London, 1990. Detective Inspector Martha Allen receives a phone call that a baby has been abducted from a hotel in Pimlico where her parents had taken her while they took a short holiday. Martha is feeling the need to establish her credentials in a male-dominated police force and is determined to solve this case. When the baby is handed in to a police station, after days of intensive investigations by Martha and her team, and it doesn’t seem possible that they can trace the person who handed her in, Martha is ordered to close the case; however, she knows there is something not quite right about the whole thing and never gives up wondering about what might be the truth behind the baby’s disappearance and miraculous return. Then, thirty years later, something happens that makes Martha decide to try again, albeit on her own time, to get to the bottom of the Baby Bella story.

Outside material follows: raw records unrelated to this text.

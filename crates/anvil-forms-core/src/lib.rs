//! # anvil-forms-core
//!
//! Core types for the anvil-forms extension: the [`FormsError`] taxonomy,
//! the per-form [`feedback`](crate::feedback) message bag, extension-level
//! [`settings`](crate::settings), and logging setup.

pub mod error;
pub mod feedback;
pub mod logging;
pub mod settings;

pub use error::{FormsError, FormsResult, ValidationError};
pub use feedback::{Feedback, Message, MessageLevel};
pub use settings::Settings;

 E A Jackson is a brilliant writer as she painstakingly presents everyone Martha encounters and all the situations she gets into. I loved the way the book was different in so many ways from traditional crime thrillers; I loved all the character studies, and Martha’s way of coping with how her personal life had turned out differently to what she had expected. Highly recommended!

Published by Faber & Faber Limited

Monday, October 13, 2025

Double Edged, by Marina Auer

 




Like the author who created her, Dr Erin Taylor is a surgeon living near Durban in KwaZulu-Natal, South Africa.

Erin seems in control of her life, juggling a busy operating schedule, looking after two teenagers, staying fit, and working on keeping her marriage to fellow doctor Oliver on an even keel. But a reunion of friends from her university days brings a troubled past to the fore when one of their gang doesn't show up.

In their varsity days Erin and her friends were known as 'The Furies', and fought to stem a tide of sexual assaults against female students whose drinks had been spiked.

When Erin goes missing a heart-stopping rollercoaster ride of perils and pitfalls begins. This book kept me up TOO LATE for a couple of nights.

Marina Auer delivers twist after twist in this fast-paced, nail-biting story which is well and truly deserving of the title, 'thriller'.

There are some nice insider observations of life in modern South Africa and the characters are all well-rounded and believable, such as Todd, the likabley unlikeable anaesthetist who seems to like his Land Rover more than people. Auer also draws heavily on her own medical knowledge, interspersing interesting biological facts that help to differentiate Double Edged from the rest of the crime fiction pack. 

I can't wait to read Auer's other two books.

Five from five!

Published Kwela, South Africa
Reviewed by Tony Park

Thursday, October 2, 2025

Mad Mabel by Sally Hepworth

 


Elsie Fitzpatrick is 81 years old; she lives on Kenny Lane; “…a peculiar little cobbled street on the periphery of central Melbourne”. She wasn’t always Elsie Fitzpatrick: in 1959 at the age of 15 she was Mabel Waller, the youngest Australian ever to be convicted of murder. She became known world wide as “Mad Mabel”. Elsie tends her beautiful rose garden and keeps her distance from her neighbours, although “enfant terrible” Persephone, aged 7, who lives next door with her mother, Roxanne, is determined to be Elsie’s friend. Elsie already has a friend, Daphne, who is the only one she wants or needs.

Elsie’s peaceful existence is shattered when something happens which draws attention to her true identity and the stories, real and imagined, about her past begin to surface. Reporters begin hounding her wanting what they hope will be all the gory details, until she reaches the point where she feels she has no choice but to trust two podcasters with the story of her life.

This is a brilliant book, written as only Sally Hepworth can write. Elsie speaks with raw honesty which makes this page turner impossible to put down. I’ve never read a Sally Hepworth book I didn’t like and this is one of her very best.